(Saved entries)
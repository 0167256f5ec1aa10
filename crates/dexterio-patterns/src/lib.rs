//! dexterio-patterns
//!
//! Two detection families, each producing typed `PatternDetection` values:
//! ICT structure/liquidity patterns (BOS, CHoCH, FVG, sweep, order block)
//! and candlestick geometry (12 families). Both are purely geometric on the
//! window contents handed in for one evaluated bar; neither retains candle
//! history beyond what the caller passes.

pub mod candlestick;
pub mod ict;

use dexterio_schemas::{Bar, LiquidityLevel, PatternDetection, PatternSet, Timeframe};

pub use candlestick::detect_candlesticks;
pub use ict::IctEngine;

/// Runs both pattern families over one timeframe's window and folds the
/// result into a `PatternSet`.
pub struct PatternEngine {
    ict: IctEngine,
}

impl PatternEngine {
    pub fn new() -> Self {
        Self { ict: IctEngine::new() }
    }

    #[allow(clippy::too_many_arguments)]
    pub fn evaluate(
        &mut self,
        symbol: &str,
        timeframe: Timeframe,
        candles: &[Bar],
        liquidity_levels: &[LiquidityLevel],
        tick_size: f64,
        sweep_tick_threshold: u32,
        level_tolerance_ticks: u32,
        ts: chrono::DateTime<chrono::Utc>,
    ) -> PatternSet {
        let ict_detections = self.ict.detect(
            symbol,
            timeframe,
            candles,
            liquidity_levels,
            tick_size,
            sweep_tick_threshold,
            ts,
        );
        let recently_swept = ict_detections
            .iter()
            .any(|d| d.kind == dexterio_schemas::IctKind::Sweep);

        let candle_detections = detect_candlesticks(
            candles,
            timeframe,
            liquidity_levels,
            tick_size * level_tolerance_ticks as f64,
            recently_swept,
        );

        let mut detections: Vec<PatternDetection> =
            ict_detections.into_iter().map(PatternDetection::Ict).collect();
        detections.extend(candle_detections.into_iter().map(PatternDetection::Candlestick));

        PatternSet { detections }
    }
}

impl Default for PatternEngine {
    fn default() -> Self {
        Self::new()
    }
}
//! Loads every configured symbol's bar stream and folds them into one
//! globally ascending replay order (§5): ties on timestamp break
//! alphabetically by symbol, matching the `TradeType`/reject-reason style of
//! resolving ties via a fixed, named order rather than insertion order.

use chrono::Duration;
use dexterio_config::run_config::RunConfig;
use dexterio_data::load_symbol_bars;
use dexterio_risk::engine::et_date;
use dexterio_schemas::{Bar, EngineError};

/// One globally-ordered bar in the replay stream, tagged with the symbol it
/// belongs to and whether it falls inside the scored date range or is feeding
/// HTF warmup only.
#[derive(Debug, Clone)]
pub struct ReplayBar {
    pub symbol: String,
    pub bar: Bar,
    pub scored: bool,
}

/// Reads and validates every symbol's file, then merges them into one
/// ascending-by-`(ts, symbol)` sequence, dropping bars older than the
/// configured warmup window or newer than `end_date`.
pub fn build_replay_stream(config: &RunConfig) -> Result<Vec<ReplayBar>, EngineError> {
    let warmup_start = config.start_date - Duration::days(config.htf_warmup_days as i64);

    let mut merged: Vec<ReplayBar> = Vec::new();
    for symbol in &config.symbols {
        let bars = load_symbol_bars(&config.data_root, symbol).map_err(|e| EngineError::Data(e.to_string()))?;

        for bar in bars {
            let day = et_date(bar.ts);
            if day < warmup_start || day > config.end_date {
                continue;
            }
            let scored = day >= config.start_date;
            merged.push(ReplayBar { symbol: symbol.clone(), bar, scored });
        }
    }

    merged.sort_by(|a, b| a.bar.ts.cmp(&b.bar.ts).then_with(|| a.symbol.cmp(&b.symbol)));
    Ok(merged)
}

#[cfg(test)]
mod tests {
    use super::*;
    use chrono::{NaiveDate, TimeZone, Utc};
    use dexterio_schemas::{
        CommissionModel, SlippageModel, SpreadModel, TradeType, TradingMode,
    };
    use std::collections::BTreeSet;
    use std::path::PathBuf;

    fn base_config(symbols: Vec<&str>, data_root: PathBuf) -> RunConfig {
        RunConfig {
            run_name: "test".into(),
            symbols: symbols.into_iter().map(String::from).collect(),
            data_root,
            start_date: NaiveDate::from_ymd_opt(2025, 8, 1).unwrap(),
            end_date: NaiveDate::from_ymd_opt(2025, 8, 1).unwrap(),
            htf_warmup_days: 2,
            trading_mode: TradingMode::Aggressive,
            trade_types: BTreeSet::from([TradeType::Daily]),
            initial_capital: 50_000.0,
            base_risk_pct: 0.02,
            reduced_risk_pct: 0.01,
            commission_model: CommissionModel::None,
            enable_reg_fees: false,
            slippage_model: SlippageModel::None,
            slippage_pct: 0.0,
            slippage_ticks: 0,
            spread_model: SpreadModel::None,
            spread_bps: 0.0,
            export_market_state: false,
            safe_allowlist: BTreeSet::new(),
            aggressive_allowlist: BTreeSet::new(),
            aggressive_denylist: BTreeSet::new(),
            stop_day_r: -4.0,
            stop_run_r: 20.0,
            consec_loss_cooldown_min: 30,
            tick_size: 0.01,
            sweep_tick_threshold: 2,
        }
    }

    #[test]
    fn cross_symbol_ties_break_alphabetically() {
        use arrow::array::{Float64Array, TimestampMicrosecondArray};
        use arrow::datatypes::{DataType, Field, Schema, TimeUnit};
        use arrow::record_batch::RecordBatch;
        use parquet::arrow::arrow_writer::ArrowWriter;
        use std::fs::File;
        use std::sync::Arc;

        let dir = tempfile::tempdir().unwrap();
        let ts = Utc.with_ymd_and_hms(2025, 8, 1, 14, 30, 0).unwrap();
        let schema = Arc::new(Schema::new(vec![
            Field::new("datetime", DataType::Timestamp(TimeUnit::Microsecond, Some(Arc::from("UTC"))), false),
            Field::new("open", DataType::Float64, false),
            Field::new("high", DataType::Float64, false),
            Field::new("low", DataType::Float64, false),
            Field::new("close", DataType::Float64, false),
            Field::new("volume", DataType::Float64, false),
        ]));

        let write = |path: &std::path::Path| {
            let batch = RecordBatch::try_new(
                schema.clone(),
                vec![
                    Arc::new(TimestampMicrosecondArray::from(vec![ts.timestamp_micros()]).with_timezone("UTC")),
                    Arc::new(Float64Array::from(vec![1.0])),
                    Arc::new(Float64Array::from(vec![1.0])),
                    Arc::new(Float64Array::from(vec![1.0])),
                    Arc::new(Float64Array::from(vec![1.0])),
                    Arc::new(Float64Array::from(vec![1.0])),
                ],
            )
            .unwrap();
            let file = File::create(path).unwrap();
            let mut writer = ArrowWriter::try_new(file, schema.clone(), None).unwrap();
            writer.write(&batch).unwrap();
            writer.close().unwrap();
        };

        let spy_path = dir.path().join("SPY.parquet");
        let qqq_path = dir.path().join("QQQ.parquet");
        write(&spy_path);
        write(&qqq_path);

        let config = base_config(vec!["QQQ", "SPY"], dir.path().to_path_buf());
        let stream = build_replay_stream(&config).unwrap();
        assert_eq!(stream.len(), 2);
        assert_eq!(stream[0].symbol, "QQQ");
        assert_eq!(stream[1].symbol, "SPY");
        assert!(stream[0].scored && stream[1].scored);
    }

    #[test]
    fn missing_symbol_file_surfaces_as_data_error() {
        let dir = tempfile::tempdir().unwrap();
        let config = base_config(vec!["SPY"], dir.path().to_path_buf());
        let err = build_replay_stream(&config).unwrap_err();
        assert!(matches!(err, EngineError::Data(_)));
    }
}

- _WHAT THIS TASK INVOLVES_
Type out each entry above again, exactly.

- _WORKED SOLUTION_
repository 0167256f5ec1aa10
filename crates/dexterio-patterns/src/lib.rs
//! dexterio-patterns
//!
//! Two detection families, each producing typed `PatternDetection` values:
//! ICT structure/liquidity patterns (BOS, CHoCH, FVG, sweep, order block)
//! and candlestick geometry (12 families). Both are purely geometric on the
//! window contents handed in for one evaluated bar; neither retains candle
//! history beyond what the caller passes.

pub mod candlestick;
pub mod ict;

use dexterio_schemas::{Bar, LiquidityLevel, PatternDetection, PatternSet, Timeframe};

pub use candlestick::detect_candlesticks;
pub use ict::IctEngine;

/// Runs both pattern families over one timeframe's window and folds the
/// result into a `PatternSet`.
pub struct PatternEngine {
    ict: IctEngine,
}

impl PatternEngine {
    pub fn new() -> Self {
        Self { ict: IctEngine::new() }
    }

    #[allow(clippy::too_many_arguments)]
    pub fn evaluate(
        &mut self,
        symbol: &str,
        timeframe: Timeframe,
        candles: &[Bar],
        liquidity_levels: &[LiquidityLevel],
        tick_size: f64,
        sweep_tick_threshold: u32,
        level_tolerance_ticks: u32,
        ts: chrono::DateTime<chrono::Utc>,
    ) -> PatternSet {
        let ict_detections = self.ict.detect(
            symbol,
            timeframe,
            candles,
            liquidity_levels,
            tick_size,
            sweep_tick_threshold,
            ts,
        );
        let recently_swept = ict_detections
            .iter()
            .any(|d| d.kind == dexterio_schemas::IctKind::Sweep);

        let candle_detections = detect_candlesticks(
            candles,
            timeframe,
            liquidity_levels,
            tick_size * level_tolerance_ticks as f64,
            recently_swept,
        );

        let mut detections: Vec<PatternDetection> =
            ict_detections.into_iter().map(PatternDetection::Ict).collect();
        detections.extend(candle_detections.into_iter().map(PatternDetection::Candlestick));

        PatternSet { detections }
    }
}

impl Default for PatternEngine {
    fn default() -> Self {
        Self::new()
    }
}
//! Loads every configured symbol's bar stream and folds them into one
//! globally ascending replay order (§5): ties on timestamp break
//! alphabetically by symbol, matching the `TradeType`/reject-reason style of
//! resolving ties via a fixed, named order rather than insertion order.

use chrono::Duration;
use dexterio_config::run_config::RunConfig;
use dexterio_data::load_symbol_bars;
use dexterio_risk::engine::et_date;
use dexterio_schemas::{Bar, EngineError};

/// One globally-ordered bar in the replay stream, tagged with the symbol it
/// belongs to and whether it falls inside the scored date range or is feeding
/// HTF warmup only.
#[derive(Debug, Clone)]
pub struct ReplayBar {
    pub symbol: String,
    pub bar: Bar,
    pub scored: bool,
}

/// Reads and validates every symbol's file, then merges them into one
/// ascending-by-`(ts, symbol)` sequence, dropping bars older than the
/// configured warmup window or newer than `end_date`.
pub fn build_replay_stream(config: &RunConfig) -> Result<Vec<ReplayBar>, EngineError> {
    let warmup_start = config.start_date - Duration::days(config.htf_warmup_days as i64);

    let mut merged: Vec<ReplayBar> = Vec::new();
    for symbol in &config.symbols {
        let bars = load_symbol_bars(&config.data_root, symbol).map_err(|e| EngineError::Data(e.to_string()))?;

        for bar in bars {
            let day = et_date(bar.ts);
            if day < warmup_start || day > config.end_date {
                continue;
            }
            let scored = day >= config.start_date;
            merged.push(ReplayBar { symbol: symbol.clone(), bar, scored });
        }
    }

    merged.sort_by(|a, b| a.bar.ts.cmp(&b.bar.ts).then_with(|| a.symbol.cmp(&b.symbol)));
    Ok(merged)
}

#[cfg(test)]
mod tests {
    use super::*;
    use chrono::{NaiveDate, TimeZone, Utc};
    use dexterio_schemas::{
        CommissionModel, SlippageModel, SpreadModel, TradeType, TradingMode,
    };
    use std::collections::BTreeSet;
    use std::path::PathBuf;

    fn base_config(symbols: Vec<&str>, data_root: PathBuf) -> RunConfig {
        RunConfig {
            run_name: "test".into(),
            symbols: symbols.into_iter().map(String::from).collect(),
            data_root,
            start_date: NaiveDate::from_ymd_opt(2025, 8, 1).unwrap(),
            end_date: NaiveDate::from_ymd_opt(2025, 8, 1).unwrap(),
            htf_warmup_days: 2,
            trading_mode: TradingMode::Aggressive,
            trade_types: BTreeSet::from([TradeType::Daily]),
            initial_capital: 50_000.0,
            base_risk_pct: 0.02,
            reduced_risk_pct: 0.01,
            commission_model: CommissionModel::None,
            enable_reg_fees: false,
            slippage_model: SlippageModel::None,
            slippage_pct: 0.0,
            slippage_ticks: 0,
            spread_model: SpreadModel::None,
            spread_bps: 0.0,
            export_market_state: false,
            safe_allowlist: BTreeSet::new(),
            aggressive_allowlist: BTreeSet::new(),
            aggressive_denylist: BTreeSet::new(),
            stop_day_r: -4.0,
            stop_run_r: 20.0,
            consec_loss_cooldown_min: 30,
            tick_size: 0.01,
            sweep_tick_threshold: 2,
        }
    }

    #[test]
    fn cross_symbol_ties_break_alphabetically() {
        use arrow::array::{Float64Array, TimestampMicrosecondArray};
        use arrow::datatypes::{DataType, Field, Schema, TimeUnit};
        use arrow::record_batch::RecordBatch;
        use parquet::arrow::arrow_writer::ArrowWriter;
        use std::fs::File;
        use std::sync::Arc;

        let dir = tempfile::tempdir().unwrap();
        let ts = Utc.with_ymd_and_hms(2025, 8, 1, 14, 30, 0).unwrap();
        let schema = Arc::new(Schema::new(vec![
            Field::new("datetime", DataType::Timestamp(TimeUnit::Microsecond, Some(Arc::from("UTC"))), false),
            Field::new("open", DataType::Float64, false),
            Field::new("high", DataType::Float64, false),
            Field::new("low", DataType::Float64, false),
            Field::new("close", DataType::Float64, false),
            Field::new("volume", DataType::Float64, false),
        ]));

        let write = |path: &std::path::Path| {
            let batch = RecordBatch::try_new(
                schema.clone(),
                vec![
                    Arc::new(TimestampMicrosecondArray::from(vec![ts.timestamp_micros()]).with_timezone("UTC")),
                    Arc::new(Float64Array::from(vec![1.0])),
                    Arc::new(Float64Array::from(vec![1.0])),
                    Arc::new(Float64Array::from(vec![1.0])),
                    Arc::new(Float64Array::from(vec![1.0])),
                    Arc::new(Float64Array::from(vec![1.0])),
                ],
            )
            .unwrap();
            let file = File::create(path).unwrap();
            let mut writer = ArrowWriter::try_new(file, schema.clone(), None).unwrap();
            writer.write(&batch).unwrap();
            writer.close().unwrap();
        };

        let spy_path = dir.path().join("SPY.parquet");
        let qqq_path = dir.path().join("QQQ.parquet");
        write(&spy_path);
        write(&qqq_path);

        let config = base_config(vec!["QQQ", "SPY"], dir.path().to_path_buf());
        let stream = build_replay_stream(&config).unwrap();
        assert_eq!(stream.len(), 2);
        assert_eq!(stream[0].symbol, "QQQ");
        assert_eq!(stream[1].symbol, "SPY");
        assert!(stream[0].scored && stream[1].scored);
    }

    #[test]
    fn missing_symbol_file_surfaces_as_data_error() {
        let dir = tempfile::tempdir().unwrap();
        let config = base_config(vec!["SPY"], dir.path().to_path_buf());
        let err = build_replay_stream(&config).unwrap_err();
        assert!(matches!(err, EngineError::Data(_)));
    }
}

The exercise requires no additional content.